A Computational Approach to Predicting the Occurrence of Localized Corrosion in Multicomponent Aqueous Solutions

A general model has been developed for predicting the occurrence of localized corrosion in multicomponent electrolyte solutions. The model is based on calculating the repassivation and corrosion potentials as functions of solution composition and temperature. For the corrosion potential, a previously developed mixed-potential model is used. For the repassivation potential, a new model has been developed on the basis of nonequilibrium thermodynamics of metal dissolution within a pit or crevice. The model assumes that the status of localized corrosion is determined by competitive processes at the metal - salt film - solution interfaces leading to either metal salt or oxide formation.
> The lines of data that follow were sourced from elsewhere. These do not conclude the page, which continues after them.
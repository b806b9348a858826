use thiserror::Error;

/// Unrecoverable engine failures
///
/// Backend errors never show up here; they are absorbed by the engine.
#[derive(Debug, Error)]
pub enum SegmentationError {
    #[error("fallback mask is {mask_width}x{mask_height} for a {frame_width}x{frame_height} frame")]
    MaskMismatch {
        mask_width: u32,
        mask_height: u32,
        frame_width: u32,
        frame_height: u32,
    },

    #[error("segmentation engine has failed")]
    Failed,
}

/// Errors raised by a pipeline tick
#[derive(Debug, Error)]
pub enum PipelineError {
    #[error("capture failed: {0:#}")]
    Capture(anyhow::Error),

    #[error("output surface failed: {0:#}")]
    Surface(anyhow::Error),

    #[error(transparent)]
    Segmentation(#[from] SegmentationError),
}

impl PipelineError {
    /// Fatal errors stop the scheduler; everything else costs one frame
    pub fn is_fatal(&self) -> bool {
        matches!(self, PipelineError::Segmentation(_))
    }
}
use super::preprocess::{self, Preprocessor, TensorLayout};
use super::types::{BackendError, BackendErrorKind, Frame, Mask, PrimaryBackend};
use ort::session::builder::GraphOptimizationLevel;
use ort::session::Session;
use ort::value::Tensor;
use std::path::{Path, PathBuf};
use std::time::Duration;

/// Selfie-segmentation model running on ONNX Runtime
///
/// Masks are smoothed over time, so frames must arrive in order: a timestamp
/// that does not advance is rejected as stale.
pub struct OnnxSelfieSegmenter {
    model_path: PathBuf,
    session: Option<Session>,
    preprocessor: Preprocessor,
    temporal_smoothing: f32,
    previous: Vec<f32>,
    last_timestamp: Option<Duration>,
}

impl OnnxSelfieSegmenter {
    /// # Arguments
    /// * `model_path` - Path to the ONNX model file
    /// * `input_size` - Model input (width, height), 256x256 for MediaPipe selfie models
    /// * `layout` - Input tensor layout the model expects
    pub fn new<P: AsRef<Path>>(model_path: P, input_size: (u32, u32), layout: TensorLayout) -> Self {
        Self {
            model_path: model_path.as_ref().to_path_buf(),
            session: None,
            preprocessor: Preprocessor::new(input_size.0, input_size.1, layout),
            temporal_smoothing: 0.0,
            previous: Vec::new(),
            last_timestamp: None,
        }
    }

    /// Weight of the previous frame's mask in [0, 0.99]
    pub fn with_temporal_smoothing(mut self, smoothing: f32) -> Self {
        self.temporal_smoothing = smoothing;
        self
    }

    fn build_session(&self, accelerated: bool) -> ort::Result<Session> {
        let builder = Session::builder()?
            .with_optimization_level(GraphOptimizationLevel::Level3)?
            .with_intra_threads(4)?;

        #[cfg(feature = "cuda")]
        let builder = if accelerated {
            use ort::execution_providers::CUDAExecutionProvider;
            builder.with_execution_providers([CUDAExecutionProvider::default().build()])?
        } else {
            builder
        };
        #[cfg(not(feature = "cuda"))]
        let _ = accelerated;

        builder.commit_from_file(&self.model_path)
    }

    fn check_timestamp(&mut self, timestamp: Duration) -> Result<(), BackendError> {
        if let Some(last) = self.last_timestamp {
            if timestamp <= last {
                return Err(BackendError::new(
                    BackendErrorKind::StaleTimestamp,
                    format!("timestamp {timestamp:?} does not advance past {last:?}"),
                ));
            }
        }
        self.last_timestamp = Some(timestamp);
        Ok(())
    }
}

fn classify_ort_error(err: ort::Error) -> BackendError {
    // ONNX Runtime reports allocation failures only through the message
    BackendError::unclassified(format!("inference failed: {err}"))
}

impl PrimaryBackend for OnnxSelfieSegmenter {
    fn name(&self) -> &str {
        "onnx-selfie"
    }

    async fn init(&mut self) -> Result<(), BackendError> {
        if self.session.is_some() {
            return Ok(());
        }

        tracing::info!("Loading segmentation model from {}", self.model_path.display());

        let session = match self.build_session(true) {
            Ok(session) => session,
            Err(err) => {
                tracing::warn!("Accelerated session failed ({}), retrying on CPU", err);
                self.build_session(false).map_err(|err| {
                    BackendError::init(format!(
                        "failed to load model from {}: {err}",
                        self.model_path.display()
                    ))
                })?
            }
        };

        tracing::info!("Segmentation model loaded successfully");
        self.session = Some(session);
        Ok(())
    }

    async fn infer(&mut self, frame: &Frame, timestamp: Duration) -> Result<Mask, BackendError> {
        let _span = tracing::debug_span!("onnx_infer").entered();

        self.check_timestamp(timestamp)?;

        let input = self.preprocessor.preprocess(frame);
        let (model_width, model_height) = self.preprocessor.input_size();
        let expected = (model_width * model_height) as usize;

        let session = self
            .session
            .as_mut()
            .ok_or_else(|| BackendError::init("inference requested before init"))?;

        let tensor = Tensor::from_array(input).map_err(classify_ort_error)?;
        let outputs = session
            .run(ort::inputs![tensor])
            .map_err(classify_ort_error)?;

        let mut plane = None;
        for (_, value) in outputs.iter() {
            if let Ok((shape, data)) = value.try_extract_tensor::<f32>() {
                let shape: Vec<i64> = shape.iter().copied().collect();
                if let Some(values) = preprocess::person_plane(expected, &shape, data) {
                    plane = Some(values);
                    break;
                }
            }
        }

        let mut values = plane.ok_or_else(|| {
            BackendError::new(
                BackendErrorKind::InvalidOutput,
                "no model output matches the input resolution",
            )
        })?;

        if preprocess::looks_like_logits(&values) {
            preprocess::sigmoid_in_place(&mut values);
        }
        preprocess::smooth_temporally(&mut self.previous, &values, self.temporal_smoothing);

        let (frame_width, frame_height) = frame.dimensions();
        Ok(preprocess::probabilities_to_mask(
            &self.previous,
            model_width,
            model_height,
            frame_width,
            frame_height,
        ))
    }

    fn dispose(&mut self) {
        tracing::info!("Releasing segmentation model");
        self.session = None;
        self.previous.clear();
        self.last_timestamp = None;
    }
}

#[cfg(test)]
mod tests {
    use super::*;

    #[tokio::test]
    async fn missing_model_fails_init_on_every_provider() {
        let mut segmenter =
            OnnxSelfieSegmenter::new("/nonexistent/selfie.onnx", (256, 256), TensorLayout::Nhwc);

        let err = segmenter.init().await.unwrap_err();

        assert_eq!(err.kind, BackendErrorKind::Init);
        assert!(err.message.contains("/nonexistent/selfie.onnx"));
        assert!(segmenter.session.is_none());
    }

    #[tokio::test]
    async fn stale_timestamps_are_rejected_before_inference() {
        let mut segmenter =
            OnnxSelfieSegmenter::new("/nonexistent/selfie.onnx", (4, 4), TensorLayout::Nhwc);
        segmenter.check_timestamp(Duration::from_millis(10)).unwrap();

        let frame = Frame::new(4, 4);
        let err = segmenter
            .infer(&frame, Duration::from_millis(10))
            .await
            .unwrap_err();

        assert_eq!(err.kind, BackendErrorKind::StaleTimestamp);
    }
}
To calibrate and verify the model, an extensive database of repassivation potentials has been established for eleven alloys (UNS N06022, N10276, N06625, N08825, N06600, N06690, N08800, N08367, S31254, S31603 and S41425). The model successfully predicts the observed effects of aggressive species, such as chloride and bromide, inhibiting species, such as nitrate, and non-aggressive species, such as acetate, on the repassivation potential. A generalized correlation has been established to relate the repassivation potential to alloy composition. Further, the model has been validated by predicting the critical crevice temperature in FeCl₃ solutions.